Fighting health institutions that are meant to protect us would be a daunting task for anyone, but for someone sick and in pain, it is indescribable, especially if one is fighting alone. With no one to help make the calls, write the letters and do battle with the powers that be, it is always tempting to give up and withdrawal into the very private hell of pain, despair and hopelessness. One just doesn’t have the resources to spare when ill.

While the responsibility of taking care of ourselves is certainly ours, the responsibility to provide the best possible care for those that who fall ill lies squarely on the shoulders of the purveyor of health services. The people that promised to be there if the unthinkable happens: the insurer and the provider of care. Unfortunately, we have reached a new low with regard to the quality of health care. And while there is plenty of finger-pointing to go around, we must try to tease out blame from responsibility.

The inurer's responsibility is to pay what they promised to pay, in a timely manner without causing more pain to the patient. The provider’s responsibility is to deliver the best care possible, apart from whatever the surrounding politics of the facility may be. If the facility’s objectives are not in the best interest of the patient, they best re-examine their motives and mission statements or open themselves up to more and more lawsuits. Frivolous lawsuits, especially the class-action type that cause institutions to scream for tort reform year after year, have made it difficult for those with legitimate complaints of wrong-doing.

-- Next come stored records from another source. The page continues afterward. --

//! The Reactor keeps the per-desktop tiling state coherent with the window
//! server.
//!
//! It receives lifecycle events from the run-loop thread and command lines
//! from the command server, mutates the virtual space involved while holding
//! its lock, and pushes the resulting frames to windows only after the lock
//! has been released.

mod error;
mod events;
mod placement;
mod query;

#[cfg(test)]
pub(crate) mod testing;

use std::sync::Arc;

use parking_lot::RwLock;
use tracing::{debug, trace, warn};

pub use error::ReactorError;
pub use events::drag::MouseGestures;
use events::command::CommandEventHandler;
use events::space::SpaceEventHandler;
use events::window::WindowEventHandler;
pub use placement::distance;

use crate::common::config::{Config, Settings};
use crate::common::log::trace_misc;
use crate::common::store::ConfigStore;
use crate::ipc::Command;
use crate::layout_engine::{NodeId, ScreenInsets, SplitSettings};
use crate::model::{RuleSet, SpaceConfig, SpaceFlags, SpaceGuard, SpaceRegistry, VirtualSpace};
use crate::sys::geometry::{Rect, Size};
use crate::sys::overlay::BorderOverlay;
use crate::sys::screen::{Display, DisplayId, SpaceInfo};
use crate::sys::window_server::{WindowId, WindowInfo, WindowServer};

/// Lifecycle notifications delivered by the accessibility observer.
#[derive(Debug, Clone, Copy, PartialEq, Eq)]
pub enum Event {
    WindowCreated(WindowId),
    WindowDestroyed(WindowId),
    WindowFocused(WindowId),
    WindowMoved(WindowId),
    WindowResized(WindowId),
    WindowMinimized(WindowId),
    WindowDeminimized(WindowId),
    /// The active desktop of a display changed.
    SpaceChanged(DisplayId),
    /// Displays were added, removed or rearranged, or the dock moved.
    DisplaysChanged,
}

pub struct Reactor {
    settings: Settings,
    store: ConfigStore,
    registry: SpaceRegistry,
    rules: RwLock<RuleSet>,
    window_server: Arc<dyn WindowServer>,
    overlay: Arc<dyn BorderOverlay>,
}

impl Reactor {
    pub fn new(
        config: &Config,
        window_server: Arc<dyn WindowServer>,
        overlay: Arc<dyn BorderOverlay>,
    ) -> Self {
        for issue in config.validate() {
            warn!("config: {issue}");
        }
        Self {
            settings: config.settings.clone(),
            store: ConfigStore::from_config(config),
            registry: SpaceRegistry::new(),
            rules: RwLock::new(RuleSet::from_settings(&config.rules)),
            window_server,
            overlay,
        }
    }

    pub fn registry(&self) -> &SpaceRegistry { &self.registry }

    pub fn store(&self) -> &ConfigStore { &self.store }

    pub fn handle_event(&self, event: Event) {
        trace!(?event, "event");
        match event {
            Event::WindowCreated(wid) | Event::WindowDeminimized(wid) => {
                WindowEventHandler::handle_window_created(self, wid)
            }
            Event::WindowDestroyed(wid) | Event::WindowMinimized(wid) => {
                WindowEventHandler::handle_window_destroyed(self, wid)
            }
            Event::WindowFocused(wid) => WindowEventHandler::handle_window_focused(self, wid),
            Event::WindowMoved(wid) | Event::WindowResized(wid) => {
                WindowEventHandler::handle_window_frame_changed(self, wid)
            }
            Event::SpaceChanged(display) => SpaceEventHandler::handle_space_changed(self, display),
            Event::DisplaysChanged => SpaceEventHandler::handle_displays_changed(self),
        }
    }

    /// Parses and runs one command line, returning the text written back to
    /// the client.
    pub fn handle_command(&self, line: &str) -> String {
        let command = match Command::parse(line) {
            Ok(command) => command,
            Err(e) => {
                debug!(line, "rejected command: {e}");
                return format!("error: {e}\n");
            }
        };
        match trace_misc("command", || self.execute(command)) {
            Ok(response) => response,
            Err(e) => {
                debug!(line, "command failed: {e}");
                format!("error: {e}\n")
            }
        }
    }

    pub fn execute(&self, command: Command) -> Result<String, ReactorError> {
        debug!(?command);
        CommandEventHandler::handle(self, command)
    }

    fn screen_insets(&self) -> ScreenInsets {
        ScreenInsets {
            menu_bar: self.window_server.menu_bar(),
            dock: self.window_server.dock(),
            status_bar_top: self.settings.status_bar.top,
            status_bar_bottom: self.settings.status_bar.bottom,
        }
    }

    fn split_settings(&self) -> SplitSettings { self.settings.split_settings() }

    fn space_factory(
        &self,
        info: SpaceInfo,
        display: Display,
        insets: ScreenInsets,
    ) -> impl FnOnce() -> VirtualSpace + '_ {
        move || {
            VirtualSpace::new(
                info,
                display,
                insets,
                SpaceConfig {
                    optimal_ratio: self.settings.optimal_ratio,
                    ..SpaceConfig::resolve(&self.store, info.desktop_index)
                },
            )
        }
    }

    /// Locks the space described by `info`, creating it on first use. A new
    /// space adopts the windows the window server already reports on it.
    pub(crate) fn acquire(&self, info: SpaceInfo) -> Option<SpaceGuard> {
        let Some(display) = self.window_server.display(info.display) else {
            debug!(space = %info.id, display = %info.display, "display went away");
            return None;
        };
        let insets = self.screen_insets();
        let mut space =
            self.registry.acquire(info.id, self.space_factory(info, display.clone(), insets));
        self.prepare(&mut space, display, insets);
        Some(space)
    }

    /// Locks two distinct spaces without risking a lock-order inversion.
    pub(crate) fn acquire_pair(
        &self,
        a: SpaceInfo,
        b: SpaceInfo,
    ) -> Option<(SpaceGuard, SpaceGuard)> {
        let display_a = self.window_server.display(a.display)?;
        let display_b = self.window_server.display(b.display)?;
        let insets = self.screen_insets();
        let (mut ga, mut gb) = self.registry.acquire_pair(
            a.id,
            self.space_factory(a, display_a.clone(), insets),
            b.id,
            self.space_factory(b, display_b.clone(), insets),
        );
        self.prepare(&mut ga, display_a, insets);
        self.prepare(&mut gb, display_b, insets);
        Some((ga, gb))
    }

    fn prepare(&self, space: &mut VirtualSpace, display: Display, insets: ScreenInsets) {
        space.update_screen(display, insets);
        space.ensure_recomputed();
        if !space.flags.contains(SpaceFlags::INITIALIZED) {
            space.flags.insert(SpaceFlags::INITIALIZED);
            self.adopt_existing(space);
        }
    }

    fn adopt_existing(&self, space: &mut VirtualSpace) {
        let defaults = self.split_settings();
        for wid in self.window_server.windows_on_space(space.id) {
            let Some(info) = self.window_server.window(wid) else {
                continue;
            };
            if info.is_minimized || info.is_fullscreen {
                continue;
            }
            self.place(space, &info, &defaults);
        }
        debug!(space = %space.id, windows = space.windows().len(), "adopted existing windows");
    }

    /// Adds a window to a space, either into the tree or into the floating
    /// set depending on rules.
    fn place(
        &self,
        space: &mut VirtualSpace,
        info: &WindowInfo,
        defaults: &SplitSettings,
    ) -> Option<NodeId> {
        if self.should_float(info) {
            trace!(window = %info.id, "window floats");
            space.set_floating(info.id, true);
            None
        } else {
            space.tile(info.id, defaults)
        }
    }

    fn should_float(&self, info: &WindowInfo) -> bool {
        if self.window_server.is_window_sticky(info.id) {
            return true;
        }
        let float_non_resizable = self.settings.float_non_resizable;
        self.rules.read().should_float(info, float_non_resizable)
    }

    /// The desktop (on any display) that holds `window`.
    fn space_info_for_window(&self, window: WindowId) -> Option<SpaceInfo> {
        self.window_server.displays().iter().find_map(|display| {
            self.window_server
                .spaces(display.id)
                .into_iter()
                .find(|space| self.window_server.space_contains_window(space.id, window))
        })
    }

    /// Locks the registered space that tracks `window`.
    fn locate(&self, window: WindowId) -> Option<SpaceGuard> {
        for id in self.registry.ids() {
            if let Some(space) = self.registry.get(id) {
                if space.contains(window) {
                    return Some(space);
                }
            }
        }
        trace!(%window, "window is not tracked");
        None
    }

    /// Display commands act on: the one holding the focused window, then the
    /// one under the cursor.
    fn active_display(&self) -> Option<Display> {
        let ws = &self.window_server;
        ws.focused_window()
            .and_then(|w| ws.frame(w))
            .or_else(|| Some(Rect::new(ws.cursor_position(), Size::default())))
            .and_then(|rect| ws.display_for_rect(rect))
    }

    fn active_space_info(&self) -> Option<SpaceInfo> {
        let display = self.active_display()?;
        self.window_server.active_space(display.id)
    }

    pub(crate) fn active_space(&self) -> Result<SpaceGuard, ReactorError> {
        self.active_space_info()
            .and_then(|info| self.acquire(info))
            .ok_or(ReactorError::NoActiveSpace)
    }

    /// The active space and the leaf commands operate on: the focused
    /// window's leaf, else the insertion point.
    pub(crate) fn command_target(&self) -> Result<(SpaceGuard, NodeId), ReactorError> {
        let space = self.active_space()?;
        let focused = self.window_server.focused_window().and_then(|w| space.tree.leaf_of(w));
        let leaf = focused
            .or_else(|| space.insertion_point().map(|p| p.node))
            .filter(|n| space.tree.is_leaf(*n))
            .ok_or(ReactorError::NoFocusedWindow)?;
        Ok((space, leaf))
    }

    fn is_visible(&self, info: SpaceInfo) -> bool {
        self.window_server.active_space(info.display).is_some_and(|s| s.id == info.id)
    }

    /// Pushes frames to windows. Must be called without any space lock held.
    fn apply_frames(&self, frames: Vec<(WindowId, Rect)>) {
        for (window, frame) in frames {
            match self.window_server.frame(window) {
                None => trace!(%window, "window vanished before layout"),
                Some(current) if current == frame => {}
                Some(_) => {
                    trace!(%window, ?frame, "set frame");
                    self.window_server.set_frame(window, frame);
                }
            }
        }
    }

    /// Lays out `space` and releases it.
    fn commit(&self, space: SpaceGuard) {
        let frames = space.frames();
        self.registry.release(space);
        self.apply_frames(frames);
    }
}

impl Drop for Reactor {
    fn drop(&mut self) { self.registry.teardown(); }
}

And there are plenty of legitimate complaints. Plenty of wrong-doing. Plenty of turning a blind eye to those that are ill. It is bad enough when the general public looks down it’s nose at those in need, but when the very people in charge of helping the hurting do the same, it’s disgraceful. When a healthcare provider is more interested in their politics and policies, when patients are not the first, second or even third concern of the administrators, that attitude trickles down to the doctors, nurses and other care-givers, leaving patients with no where to turn for whatever problem that brought them there in the first place.

Which brings me to the story of the frog. When dropped in boiling water, it will hop out of the pot in an effort to save it’s own life. But if the frog is in water that is room temperature and the heat is slowly increased in small increments, it won’t notice when it’s about to boil to death. Is it me, or is it getting hot in America?